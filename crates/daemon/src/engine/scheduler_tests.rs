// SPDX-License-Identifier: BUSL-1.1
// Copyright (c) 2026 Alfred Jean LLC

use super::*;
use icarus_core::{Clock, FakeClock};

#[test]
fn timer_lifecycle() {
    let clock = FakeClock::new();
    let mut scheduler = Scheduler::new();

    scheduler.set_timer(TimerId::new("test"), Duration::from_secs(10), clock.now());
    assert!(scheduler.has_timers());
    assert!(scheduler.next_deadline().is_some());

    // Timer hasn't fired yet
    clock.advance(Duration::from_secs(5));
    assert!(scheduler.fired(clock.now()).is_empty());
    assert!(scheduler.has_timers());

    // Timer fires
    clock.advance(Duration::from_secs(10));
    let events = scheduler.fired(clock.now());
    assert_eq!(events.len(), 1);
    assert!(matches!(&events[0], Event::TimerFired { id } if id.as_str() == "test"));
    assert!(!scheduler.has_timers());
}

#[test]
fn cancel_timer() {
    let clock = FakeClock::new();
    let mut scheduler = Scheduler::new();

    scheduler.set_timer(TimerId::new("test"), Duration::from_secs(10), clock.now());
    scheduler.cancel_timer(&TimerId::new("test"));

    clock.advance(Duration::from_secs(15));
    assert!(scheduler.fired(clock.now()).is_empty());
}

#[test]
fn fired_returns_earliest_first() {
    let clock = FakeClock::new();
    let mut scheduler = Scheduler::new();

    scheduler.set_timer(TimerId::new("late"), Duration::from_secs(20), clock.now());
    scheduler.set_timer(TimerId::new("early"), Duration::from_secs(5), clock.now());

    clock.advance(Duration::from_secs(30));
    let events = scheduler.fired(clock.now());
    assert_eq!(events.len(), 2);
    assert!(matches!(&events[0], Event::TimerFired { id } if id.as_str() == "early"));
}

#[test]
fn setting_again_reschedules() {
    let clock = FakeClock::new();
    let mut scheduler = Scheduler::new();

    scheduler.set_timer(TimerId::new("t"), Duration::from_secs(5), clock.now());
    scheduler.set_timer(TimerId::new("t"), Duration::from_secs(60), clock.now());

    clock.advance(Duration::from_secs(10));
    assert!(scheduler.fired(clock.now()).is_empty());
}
• • •
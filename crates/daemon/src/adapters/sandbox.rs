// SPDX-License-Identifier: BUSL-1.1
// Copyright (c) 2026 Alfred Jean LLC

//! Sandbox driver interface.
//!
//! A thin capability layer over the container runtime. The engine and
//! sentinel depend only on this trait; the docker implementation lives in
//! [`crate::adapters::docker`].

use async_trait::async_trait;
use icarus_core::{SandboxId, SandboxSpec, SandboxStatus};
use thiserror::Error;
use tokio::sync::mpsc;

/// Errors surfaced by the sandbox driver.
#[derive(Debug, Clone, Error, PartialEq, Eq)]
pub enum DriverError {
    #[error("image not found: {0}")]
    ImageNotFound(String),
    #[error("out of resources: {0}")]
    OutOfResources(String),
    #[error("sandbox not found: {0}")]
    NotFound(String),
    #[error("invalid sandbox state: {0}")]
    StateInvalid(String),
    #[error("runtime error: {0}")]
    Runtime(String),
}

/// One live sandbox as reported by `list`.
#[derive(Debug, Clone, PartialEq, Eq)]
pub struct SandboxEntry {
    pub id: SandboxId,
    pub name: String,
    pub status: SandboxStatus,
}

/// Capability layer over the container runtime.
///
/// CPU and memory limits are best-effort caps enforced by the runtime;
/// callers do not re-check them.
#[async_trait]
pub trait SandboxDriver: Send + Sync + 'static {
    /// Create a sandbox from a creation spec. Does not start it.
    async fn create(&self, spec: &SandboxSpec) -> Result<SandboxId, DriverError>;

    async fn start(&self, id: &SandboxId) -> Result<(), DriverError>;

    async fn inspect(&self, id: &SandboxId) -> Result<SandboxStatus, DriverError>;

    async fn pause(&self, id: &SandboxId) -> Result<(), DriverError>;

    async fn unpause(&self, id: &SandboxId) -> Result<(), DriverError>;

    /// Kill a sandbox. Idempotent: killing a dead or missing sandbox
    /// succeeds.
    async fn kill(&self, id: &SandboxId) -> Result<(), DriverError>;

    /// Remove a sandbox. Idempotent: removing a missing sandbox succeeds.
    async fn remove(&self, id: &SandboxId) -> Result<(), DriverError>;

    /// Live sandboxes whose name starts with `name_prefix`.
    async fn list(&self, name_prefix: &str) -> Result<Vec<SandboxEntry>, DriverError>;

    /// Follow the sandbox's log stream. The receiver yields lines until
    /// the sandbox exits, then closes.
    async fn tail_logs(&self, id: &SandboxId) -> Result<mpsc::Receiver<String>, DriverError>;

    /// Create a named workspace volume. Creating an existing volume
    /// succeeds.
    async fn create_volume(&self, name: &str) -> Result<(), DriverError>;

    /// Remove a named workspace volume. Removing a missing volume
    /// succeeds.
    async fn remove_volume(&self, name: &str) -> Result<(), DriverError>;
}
• • •
What is needed is each line of the entries that contains the word "Debug".

#[derive(Debug, Clone, Error, PartialEq, Eq)]
#[derive(Debug, Clone, PartialEq, Eq)]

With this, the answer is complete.